## The problem
Go through the records below and copy out every line holding "PredictionResponse".

(Collected data entries)
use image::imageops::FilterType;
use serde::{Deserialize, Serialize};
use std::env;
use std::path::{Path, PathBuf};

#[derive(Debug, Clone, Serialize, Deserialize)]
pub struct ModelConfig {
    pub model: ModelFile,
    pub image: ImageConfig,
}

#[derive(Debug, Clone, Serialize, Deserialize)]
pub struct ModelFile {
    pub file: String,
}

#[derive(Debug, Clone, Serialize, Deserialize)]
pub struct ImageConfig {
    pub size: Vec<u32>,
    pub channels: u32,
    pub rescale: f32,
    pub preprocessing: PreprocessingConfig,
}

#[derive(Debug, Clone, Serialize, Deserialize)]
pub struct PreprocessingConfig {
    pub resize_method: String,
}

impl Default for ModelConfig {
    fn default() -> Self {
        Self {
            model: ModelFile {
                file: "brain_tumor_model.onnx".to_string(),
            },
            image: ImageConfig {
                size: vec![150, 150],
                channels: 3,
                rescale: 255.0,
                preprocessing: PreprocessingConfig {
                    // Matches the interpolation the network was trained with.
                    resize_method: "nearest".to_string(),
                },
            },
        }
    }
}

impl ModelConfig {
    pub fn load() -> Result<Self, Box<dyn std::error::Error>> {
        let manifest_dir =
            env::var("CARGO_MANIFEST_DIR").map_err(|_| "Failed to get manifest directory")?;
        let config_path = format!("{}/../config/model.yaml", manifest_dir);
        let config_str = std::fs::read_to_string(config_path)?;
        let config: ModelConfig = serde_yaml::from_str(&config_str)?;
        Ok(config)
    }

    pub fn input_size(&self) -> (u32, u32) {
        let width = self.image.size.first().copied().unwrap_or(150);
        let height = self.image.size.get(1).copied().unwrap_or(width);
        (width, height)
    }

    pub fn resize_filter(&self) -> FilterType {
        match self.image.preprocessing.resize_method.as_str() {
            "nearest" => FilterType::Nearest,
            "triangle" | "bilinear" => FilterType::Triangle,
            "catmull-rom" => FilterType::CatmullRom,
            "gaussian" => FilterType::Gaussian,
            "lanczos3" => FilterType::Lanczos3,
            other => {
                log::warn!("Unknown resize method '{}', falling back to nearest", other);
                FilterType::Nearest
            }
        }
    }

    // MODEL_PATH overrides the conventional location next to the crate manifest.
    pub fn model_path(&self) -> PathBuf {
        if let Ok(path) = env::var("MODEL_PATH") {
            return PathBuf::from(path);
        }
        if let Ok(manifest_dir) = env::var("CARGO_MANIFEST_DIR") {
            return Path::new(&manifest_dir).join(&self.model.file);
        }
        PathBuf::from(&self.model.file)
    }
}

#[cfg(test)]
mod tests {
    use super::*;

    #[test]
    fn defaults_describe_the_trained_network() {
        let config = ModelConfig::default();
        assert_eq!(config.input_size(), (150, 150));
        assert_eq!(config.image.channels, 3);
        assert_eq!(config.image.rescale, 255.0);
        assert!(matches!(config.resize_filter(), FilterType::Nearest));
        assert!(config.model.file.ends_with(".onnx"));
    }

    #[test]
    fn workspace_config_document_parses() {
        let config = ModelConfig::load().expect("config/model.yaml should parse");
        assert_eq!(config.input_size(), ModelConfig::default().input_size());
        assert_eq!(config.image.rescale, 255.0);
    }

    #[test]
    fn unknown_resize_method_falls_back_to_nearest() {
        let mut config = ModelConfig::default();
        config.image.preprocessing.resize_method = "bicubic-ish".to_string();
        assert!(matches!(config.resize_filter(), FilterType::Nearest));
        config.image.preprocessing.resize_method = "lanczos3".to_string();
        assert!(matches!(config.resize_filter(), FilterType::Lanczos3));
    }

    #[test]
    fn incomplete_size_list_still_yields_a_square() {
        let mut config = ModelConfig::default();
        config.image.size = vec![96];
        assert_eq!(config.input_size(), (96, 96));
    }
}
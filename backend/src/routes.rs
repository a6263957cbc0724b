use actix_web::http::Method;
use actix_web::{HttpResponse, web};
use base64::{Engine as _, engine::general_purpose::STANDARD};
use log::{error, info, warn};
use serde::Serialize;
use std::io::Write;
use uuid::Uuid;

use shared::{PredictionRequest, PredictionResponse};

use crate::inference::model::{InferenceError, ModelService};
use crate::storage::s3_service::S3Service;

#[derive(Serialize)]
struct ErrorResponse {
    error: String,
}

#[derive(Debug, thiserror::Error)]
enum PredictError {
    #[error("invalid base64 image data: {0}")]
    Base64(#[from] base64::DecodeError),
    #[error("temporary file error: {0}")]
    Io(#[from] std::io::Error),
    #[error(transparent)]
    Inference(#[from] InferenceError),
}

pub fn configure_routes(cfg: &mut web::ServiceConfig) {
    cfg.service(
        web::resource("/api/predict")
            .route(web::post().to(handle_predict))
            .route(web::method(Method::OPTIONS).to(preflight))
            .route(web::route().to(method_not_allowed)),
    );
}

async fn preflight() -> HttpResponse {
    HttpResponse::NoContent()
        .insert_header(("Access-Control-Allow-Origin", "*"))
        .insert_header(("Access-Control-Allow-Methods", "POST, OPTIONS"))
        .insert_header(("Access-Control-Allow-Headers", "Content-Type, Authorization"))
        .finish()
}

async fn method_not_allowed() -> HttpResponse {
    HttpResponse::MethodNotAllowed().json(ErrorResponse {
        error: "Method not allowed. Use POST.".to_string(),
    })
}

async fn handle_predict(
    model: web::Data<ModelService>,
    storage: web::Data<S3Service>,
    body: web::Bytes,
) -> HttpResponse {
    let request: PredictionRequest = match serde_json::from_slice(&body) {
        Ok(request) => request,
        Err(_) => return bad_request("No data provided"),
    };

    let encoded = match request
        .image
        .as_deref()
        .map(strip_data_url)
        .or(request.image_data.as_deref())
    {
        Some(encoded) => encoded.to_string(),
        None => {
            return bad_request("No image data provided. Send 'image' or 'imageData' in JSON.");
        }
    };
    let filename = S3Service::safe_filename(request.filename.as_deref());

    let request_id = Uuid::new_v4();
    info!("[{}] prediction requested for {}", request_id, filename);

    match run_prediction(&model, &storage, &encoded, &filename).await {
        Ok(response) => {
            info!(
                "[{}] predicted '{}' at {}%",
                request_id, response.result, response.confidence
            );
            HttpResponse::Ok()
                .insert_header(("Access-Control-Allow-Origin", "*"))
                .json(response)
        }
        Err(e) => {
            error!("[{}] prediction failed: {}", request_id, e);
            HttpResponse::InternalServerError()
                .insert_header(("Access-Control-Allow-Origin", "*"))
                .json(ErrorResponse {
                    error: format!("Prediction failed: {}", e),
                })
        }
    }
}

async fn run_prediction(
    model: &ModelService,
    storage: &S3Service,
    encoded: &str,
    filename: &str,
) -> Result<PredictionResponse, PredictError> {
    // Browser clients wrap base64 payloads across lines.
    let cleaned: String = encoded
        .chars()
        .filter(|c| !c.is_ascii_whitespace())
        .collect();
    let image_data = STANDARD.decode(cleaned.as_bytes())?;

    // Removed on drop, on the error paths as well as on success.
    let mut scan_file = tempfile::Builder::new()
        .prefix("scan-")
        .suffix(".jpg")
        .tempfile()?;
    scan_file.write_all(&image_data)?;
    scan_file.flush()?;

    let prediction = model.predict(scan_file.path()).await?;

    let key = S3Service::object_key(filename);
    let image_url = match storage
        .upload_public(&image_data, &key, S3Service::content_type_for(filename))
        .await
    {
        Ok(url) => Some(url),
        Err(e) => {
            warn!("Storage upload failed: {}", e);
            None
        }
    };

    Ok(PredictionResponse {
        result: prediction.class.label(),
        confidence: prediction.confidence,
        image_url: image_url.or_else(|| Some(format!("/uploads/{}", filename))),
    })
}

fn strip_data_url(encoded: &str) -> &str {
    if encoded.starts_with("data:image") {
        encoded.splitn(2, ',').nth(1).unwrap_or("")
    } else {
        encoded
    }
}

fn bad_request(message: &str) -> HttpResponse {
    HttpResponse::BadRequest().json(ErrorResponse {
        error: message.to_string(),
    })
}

## Result of this exercise
use shared::{PredictionRequest, PredictionResponse};
) -> Result<PredictionResponse, PredictError> {
    Ok(PredictionResponse {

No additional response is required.